I snorted, shaking my head. “Jeez, relying on me and my zombie friends. You sure the NCD didn't fire you? Why don't you just send in the marines or something?”

“I've already tried that.”

That raised my eyebrow. “Um, what?”

“A highly trained black-ops team parachuted into Des Moines two weeks ago with the intention of extracting Doctor Fair and his cure.” Alastaire paused dramatically. “They didn't make it out. And they weren't the first team sent in.”

“So, you're telling me I'm a better bet than black ops now?”

“I believe an undead agent working in concert with the NCD would be better positioned to acquire this cure from an overrun city in the grip of a zombie warlord, yes,” Alastaire replied dryly. “Perhaps, if my field tests hadn't been disrupted, a zombie with my Pavlov device could have been sent in. Instead, I'll be relying on you to do the mind controlling the old-fashioned way.”

I tried not to let my disgust register. I'd sworn off any kind of mind control where Jake was concerned, but Alastaire didn't need to know that, not while he was holding my mom hostage.

“How did you geniuses let it get so bad?” I asked. “I mean, a whole state . . .”

Alastaire frowned, like I'd offended him. “The Kope Brothers were subcontracted to develop an undead vaccine. Doing so entailed a certain amount of human testing. When that got out of hand, beginning with a massive incident in Des Moines, it was in everyone's best interest to cover it up until the issue could be resolved. Reputations were on the line, and so forth.”

I shook my head in disbelief. “But it hasn't been resolved.”

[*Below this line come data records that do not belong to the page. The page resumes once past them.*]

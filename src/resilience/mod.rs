/// Resilience Layer
///
/// Retry-with-backoff, circuit breaking, and concurrency limiting for calls
/// to external providers. Every provider and storage call made by the
/// resolver and the migration engine goes through these primitives.

pub mod breaker;
pub mod limiter;
pub mod retry;

pub use breaker::{CircuitBreaker, CircuitBreakerConfig, CircuitState};
pub use limiter::{RateLimiter, RateLimiterConfig};
pub use retry::{RetryExecutor, RetryOptions};

/// Aggregate resilience configuration
#[derive(Debug, Clone, Default)]
pub struct ResilienceConfig {
    pub retry: RetryOptions,
    pub breaker: CircuitBreakerConfig,
    pub limiter: RateLimiterConfig,
}

impl ResilienceConfig {
    /// Load from environment variables
    pub fn from_env() -> Self {
        Self {
            retry: RetryOptions::from_env(),
            breaker: CircuitBreakerConfig::from_env(),
            limiter: RateLimiterConfig::from_env(),
        }
    }
}

/// Parse an environment variable, falling back to a default
pub(crate) fn env_parse<T: std::str::FromStr>(name: &str, default: T) -> T {
    std::env::var(name)
        .ok()
        .and_then(|v| v.parse().ok())
        .unwrap_or(default)
}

“No, it has only gotten worse,” Alastaire replied. “Which has necessitated further cover-ups, larger quarantines, bigger subcontracts. It wasn't until Kope's headquarters finally went dark that the NCD's policy went from isolation to intervention.”

“Man,” I said. “You guys all freaking suck. Seriously.”

“Some of us more than others,” he said casually. “With subtler options having failed, there are those within the government who believe the next step to our undead epidemic is a military one. Soon, the full might of the United States military will descend on Iowa. You see, there's no need to cure that which is rendered extinct. No one will be spared, not even Doctor Fair. The risk of further infection is too great. I'm using what little pull I have left to delay this militaristic inevitability. However, you'll want to be quick about our work.”

I stared at him. Basically, he was offhandedly describing an entire state worth of people—undead or otherwise—getting murdered.

“You—you're serious?”

“Barbaric, I know,” he replied. “And too little, too late, if you ask me. Certainly not the course of action I'd have recommended, but then, one of my subordinates saw fit
to have a zombie chew off my arm
.”

And suddenly, Alastaire was right in front of me. He didn't move like normal; he didn't have to, not on the astral plane. His hand was under my chin, jerking my face upward, so I had to look right into his eyes, burning with an anger he'd been keeping at bay. I was distantly aware of a warm sensation on my face—a geyser of a nosebleed for my physical body.

“This is your mission, child. I've arranged for an operative to meet you at the border. He'll get you past the NCD. Use your new zombie friends to find the doctor. Do whatever you have to do. Acquire the cure. Rip it out of his goddamn mind if you have to. Bring it to me. Or else, I'll let you watch through my eyes as I butcher your mother. And she'll never even know why.”

I tried to look away, but his dark eyes held me. The living room was getting smaller and smaller around us, the walls closing in.

“Okay,” I gasped. “I'll do it.”

“Good,” he said, and let my chin slip. “Then our business is concluded.”

 

“A friend of mine will meet us near the Deadzone,” I told Jake and Amanda in the hotel lobby, still picking at my muffin. “He'll get us past the NCD presence and you'll be free to do whatever on the other side.”

“A friend of yours?” Amanda asked. Even Jake looked a little skeptical.

“An, uh, NCD person,” I explained, wishing my head wasn't throbbing so I could coat these half truths with some psychic sugar. Even though I'd promised not to mess with their heads, circumstances had changed.